__What to work on__
Take every line containing "followed" from the material and copy it.
**********
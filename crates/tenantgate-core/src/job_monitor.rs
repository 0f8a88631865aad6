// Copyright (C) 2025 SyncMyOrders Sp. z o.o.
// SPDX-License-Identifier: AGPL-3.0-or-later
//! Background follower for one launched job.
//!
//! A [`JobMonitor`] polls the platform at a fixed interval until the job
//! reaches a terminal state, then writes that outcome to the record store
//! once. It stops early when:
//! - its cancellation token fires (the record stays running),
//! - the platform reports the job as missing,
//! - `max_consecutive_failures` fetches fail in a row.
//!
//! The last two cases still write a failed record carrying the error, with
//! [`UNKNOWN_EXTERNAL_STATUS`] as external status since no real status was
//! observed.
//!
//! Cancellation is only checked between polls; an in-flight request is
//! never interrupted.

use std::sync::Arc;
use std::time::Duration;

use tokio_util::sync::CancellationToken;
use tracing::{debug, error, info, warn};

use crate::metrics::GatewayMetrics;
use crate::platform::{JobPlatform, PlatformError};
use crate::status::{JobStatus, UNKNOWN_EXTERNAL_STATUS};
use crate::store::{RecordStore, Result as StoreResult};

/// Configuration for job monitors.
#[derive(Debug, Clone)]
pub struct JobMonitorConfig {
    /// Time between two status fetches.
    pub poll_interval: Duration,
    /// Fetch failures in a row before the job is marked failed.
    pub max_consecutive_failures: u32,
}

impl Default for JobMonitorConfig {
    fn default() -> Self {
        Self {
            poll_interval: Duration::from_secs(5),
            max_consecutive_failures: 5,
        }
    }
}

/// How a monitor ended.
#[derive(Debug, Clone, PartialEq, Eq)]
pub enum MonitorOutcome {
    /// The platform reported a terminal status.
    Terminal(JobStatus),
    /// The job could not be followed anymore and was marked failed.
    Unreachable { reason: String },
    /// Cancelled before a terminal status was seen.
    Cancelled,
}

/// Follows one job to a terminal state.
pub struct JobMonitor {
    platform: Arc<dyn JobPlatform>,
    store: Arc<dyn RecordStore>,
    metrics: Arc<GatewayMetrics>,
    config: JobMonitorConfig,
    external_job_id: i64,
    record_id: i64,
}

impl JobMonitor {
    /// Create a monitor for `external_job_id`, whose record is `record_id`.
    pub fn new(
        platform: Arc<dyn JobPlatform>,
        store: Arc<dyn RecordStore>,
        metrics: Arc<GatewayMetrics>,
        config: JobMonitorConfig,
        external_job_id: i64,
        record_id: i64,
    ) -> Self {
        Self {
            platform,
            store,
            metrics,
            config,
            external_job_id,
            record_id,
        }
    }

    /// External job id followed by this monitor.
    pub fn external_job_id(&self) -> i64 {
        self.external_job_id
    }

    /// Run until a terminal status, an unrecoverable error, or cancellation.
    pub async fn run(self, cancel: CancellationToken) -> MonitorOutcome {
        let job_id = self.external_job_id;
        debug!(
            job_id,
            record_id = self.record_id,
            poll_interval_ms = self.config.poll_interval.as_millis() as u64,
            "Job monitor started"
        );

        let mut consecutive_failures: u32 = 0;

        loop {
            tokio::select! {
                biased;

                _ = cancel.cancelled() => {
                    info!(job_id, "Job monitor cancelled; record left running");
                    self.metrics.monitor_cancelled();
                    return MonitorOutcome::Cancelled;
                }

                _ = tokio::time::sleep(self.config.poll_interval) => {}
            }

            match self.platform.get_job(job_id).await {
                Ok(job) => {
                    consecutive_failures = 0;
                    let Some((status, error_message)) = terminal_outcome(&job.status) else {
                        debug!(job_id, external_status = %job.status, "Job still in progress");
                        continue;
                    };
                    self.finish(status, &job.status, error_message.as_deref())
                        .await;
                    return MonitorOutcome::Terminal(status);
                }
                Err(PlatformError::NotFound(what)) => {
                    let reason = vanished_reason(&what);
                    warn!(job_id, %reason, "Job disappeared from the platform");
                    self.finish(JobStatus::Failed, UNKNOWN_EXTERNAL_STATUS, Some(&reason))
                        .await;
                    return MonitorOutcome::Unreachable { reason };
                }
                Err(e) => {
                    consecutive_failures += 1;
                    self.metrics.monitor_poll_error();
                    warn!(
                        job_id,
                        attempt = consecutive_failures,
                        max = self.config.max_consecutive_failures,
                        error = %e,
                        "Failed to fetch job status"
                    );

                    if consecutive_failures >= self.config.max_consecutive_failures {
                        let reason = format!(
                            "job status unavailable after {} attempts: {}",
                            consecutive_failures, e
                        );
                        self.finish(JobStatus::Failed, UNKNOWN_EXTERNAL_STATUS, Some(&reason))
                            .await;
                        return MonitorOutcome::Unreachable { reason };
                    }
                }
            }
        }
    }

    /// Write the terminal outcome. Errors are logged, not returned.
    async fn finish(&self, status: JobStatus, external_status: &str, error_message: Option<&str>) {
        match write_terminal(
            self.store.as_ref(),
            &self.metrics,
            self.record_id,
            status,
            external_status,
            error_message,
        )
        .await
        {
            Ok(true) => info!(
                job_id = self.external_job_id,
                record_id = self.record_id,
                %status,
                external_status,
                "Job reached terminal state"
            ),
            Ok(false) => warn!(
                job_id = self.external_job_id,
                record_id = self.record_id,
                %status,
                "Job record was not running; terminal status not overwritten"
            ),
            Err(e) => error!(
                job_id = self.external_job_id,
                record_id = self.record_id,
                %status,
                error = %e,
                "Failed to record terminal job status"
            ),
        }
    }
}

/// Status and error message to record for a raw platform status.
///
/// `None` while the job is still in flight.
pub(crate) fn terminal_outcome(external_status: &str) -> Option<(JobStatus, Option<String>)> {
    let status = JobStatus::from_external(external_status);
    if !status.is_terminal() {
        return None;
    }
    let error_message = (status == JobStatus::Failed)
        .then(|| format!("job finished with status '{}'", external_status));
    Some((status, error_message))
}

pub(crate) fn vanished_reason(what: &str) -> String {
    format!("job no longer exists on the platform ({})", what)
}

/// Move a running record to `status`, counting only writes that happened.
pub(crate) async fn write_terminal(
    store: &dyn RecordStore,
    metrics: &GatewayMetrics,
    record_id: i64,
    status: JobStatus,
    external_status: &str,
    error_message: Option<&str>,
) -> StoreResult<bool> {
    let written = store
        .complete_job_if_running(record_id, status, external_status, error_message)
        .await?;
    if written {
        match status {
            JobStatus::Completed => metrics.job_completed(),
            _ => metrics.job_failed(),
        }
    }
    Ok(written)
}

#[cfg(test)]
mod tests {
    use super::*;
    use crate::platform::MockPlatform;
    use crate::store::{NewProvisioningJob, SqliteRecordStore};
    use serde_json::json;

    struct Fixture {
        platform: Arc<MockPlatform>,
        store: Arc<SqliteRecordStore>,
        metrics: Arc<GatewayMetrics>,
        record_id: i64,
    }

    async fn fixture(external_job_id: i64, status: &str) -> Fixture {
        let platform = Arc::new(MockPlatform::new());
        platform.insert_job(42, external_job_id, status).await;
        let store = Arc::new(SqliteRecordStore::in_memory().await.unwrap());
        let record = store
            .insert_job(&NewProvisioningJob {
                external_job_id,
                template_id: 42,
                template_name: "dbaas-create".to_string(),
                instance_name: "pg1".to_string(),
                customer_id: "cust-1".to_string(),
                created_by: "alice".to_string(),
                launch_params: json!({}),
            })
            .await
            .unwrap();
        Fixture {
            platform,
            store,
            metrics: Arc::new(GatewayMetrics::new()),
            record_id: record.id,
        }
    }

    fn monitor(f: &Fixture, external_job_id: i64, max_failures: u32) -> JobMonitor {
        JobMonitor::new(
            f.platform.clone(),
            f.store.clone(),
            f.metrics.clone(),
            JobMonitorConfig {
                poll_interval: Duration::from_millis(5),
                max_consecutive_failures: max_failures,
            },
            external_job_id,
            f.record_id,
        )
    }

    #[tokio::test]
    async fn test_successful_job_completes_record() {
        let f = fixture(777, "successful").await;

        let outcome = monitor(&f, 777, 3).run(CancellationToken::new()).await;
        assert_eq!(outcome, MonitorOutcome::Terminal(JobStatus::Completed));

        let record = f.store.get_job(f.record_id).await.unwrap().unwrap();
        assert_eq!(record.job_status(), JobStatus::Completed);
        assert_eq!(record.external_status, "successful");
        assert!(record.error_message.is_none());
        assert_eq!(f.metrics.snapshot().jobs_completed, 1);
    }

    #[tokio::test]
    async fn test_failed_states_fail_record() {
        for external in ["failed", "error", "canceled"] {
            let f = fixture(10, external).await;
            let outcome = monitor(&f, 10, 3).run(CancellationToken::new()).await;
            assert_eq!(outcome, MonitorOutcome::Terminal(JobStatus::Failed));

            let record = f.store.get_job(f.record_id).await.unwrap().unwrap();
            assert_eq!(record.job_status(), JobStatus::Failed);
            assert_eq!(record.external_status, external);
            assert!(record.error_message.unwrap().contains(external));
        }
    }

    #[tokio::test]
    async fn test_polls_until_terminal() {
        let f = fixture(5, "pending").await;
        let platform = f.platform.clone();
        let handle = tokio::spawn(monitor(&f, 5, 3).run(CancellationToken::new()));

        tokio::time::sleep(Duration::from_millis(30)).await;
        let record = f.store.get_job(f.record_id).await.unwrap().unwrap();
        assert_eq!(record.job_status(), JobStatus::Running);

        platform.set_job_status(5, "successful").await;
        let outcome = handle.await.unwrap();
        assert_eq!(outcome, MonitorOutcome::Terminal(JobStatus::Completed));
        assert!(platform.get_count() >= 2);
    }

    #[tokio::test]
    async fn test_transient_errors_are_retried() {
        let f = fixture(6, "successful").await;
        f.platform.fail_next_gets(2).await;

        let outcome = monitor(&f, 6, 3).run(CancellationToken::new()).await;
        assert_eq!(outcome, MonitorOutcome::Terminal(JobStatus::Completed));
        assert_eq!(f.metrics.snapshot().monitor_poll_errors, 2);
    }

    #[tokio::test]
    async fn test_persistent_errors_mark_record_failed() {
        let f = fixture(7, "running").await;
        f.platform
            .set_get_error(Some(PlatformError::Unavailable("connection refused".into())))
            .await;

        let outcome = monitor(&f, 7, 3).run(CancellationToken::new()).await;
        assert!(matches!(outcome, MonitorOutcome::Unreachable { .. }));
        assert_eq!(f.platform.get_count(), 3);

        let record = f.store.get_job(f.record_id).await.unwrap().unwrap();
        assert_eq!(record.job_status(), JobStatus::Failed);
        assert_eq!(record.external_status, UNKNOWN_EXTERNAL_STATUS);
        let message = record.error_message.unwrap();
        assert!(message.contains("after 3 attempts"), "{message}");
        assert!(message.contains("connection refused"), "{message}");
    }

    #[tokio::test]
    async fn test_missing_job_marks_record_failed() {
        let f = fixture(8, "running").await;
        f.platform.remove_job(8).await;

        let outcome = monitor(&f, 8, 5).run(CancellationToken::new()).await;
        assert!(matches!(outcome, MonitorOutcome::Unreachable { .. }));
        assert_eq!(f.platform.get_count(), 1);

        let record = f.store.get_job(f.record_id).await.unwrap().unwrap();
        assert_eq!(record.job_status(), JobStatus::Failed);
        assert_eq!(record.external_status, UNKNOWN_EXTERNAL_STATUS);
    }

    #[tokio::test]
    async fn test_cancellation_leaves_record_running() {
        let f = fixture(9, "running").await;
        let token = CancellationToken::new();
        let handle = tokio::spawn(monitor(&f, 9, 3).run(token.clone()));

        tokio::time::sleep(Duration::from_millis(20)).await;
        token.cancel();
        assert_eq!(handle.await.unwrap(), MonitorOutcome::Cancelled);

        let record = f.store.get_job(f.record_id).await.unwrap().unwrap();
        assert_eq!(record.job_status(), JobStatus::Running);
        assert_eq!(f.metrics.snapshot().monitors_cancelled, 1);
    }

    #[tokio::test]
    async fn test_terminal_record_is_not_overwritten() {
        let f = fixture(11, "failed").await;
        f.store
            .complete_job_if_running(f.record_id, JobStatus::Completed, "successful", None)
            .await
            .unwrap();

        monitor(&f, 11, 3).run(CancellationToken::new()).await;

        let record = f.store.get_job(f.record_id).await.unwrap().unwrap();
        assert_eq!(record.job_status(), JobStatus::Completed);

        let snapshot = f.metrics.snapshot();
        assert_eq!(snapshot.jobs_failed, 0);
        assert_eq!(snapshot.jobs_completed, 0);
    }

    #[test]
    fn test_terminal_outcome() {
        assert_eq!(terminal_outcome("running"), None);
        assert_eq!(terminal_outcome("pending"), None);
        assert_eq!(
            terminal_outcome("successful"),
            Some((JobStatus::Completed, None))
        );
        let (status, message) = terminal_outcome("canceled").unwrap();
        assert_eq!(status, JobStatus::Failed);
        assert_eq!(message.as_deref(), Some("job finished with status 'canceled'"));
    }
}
**********
__Output for this exercise__
    /// The job could not be followed anymore and was marked failed.
    /// External job id followed by this monitor.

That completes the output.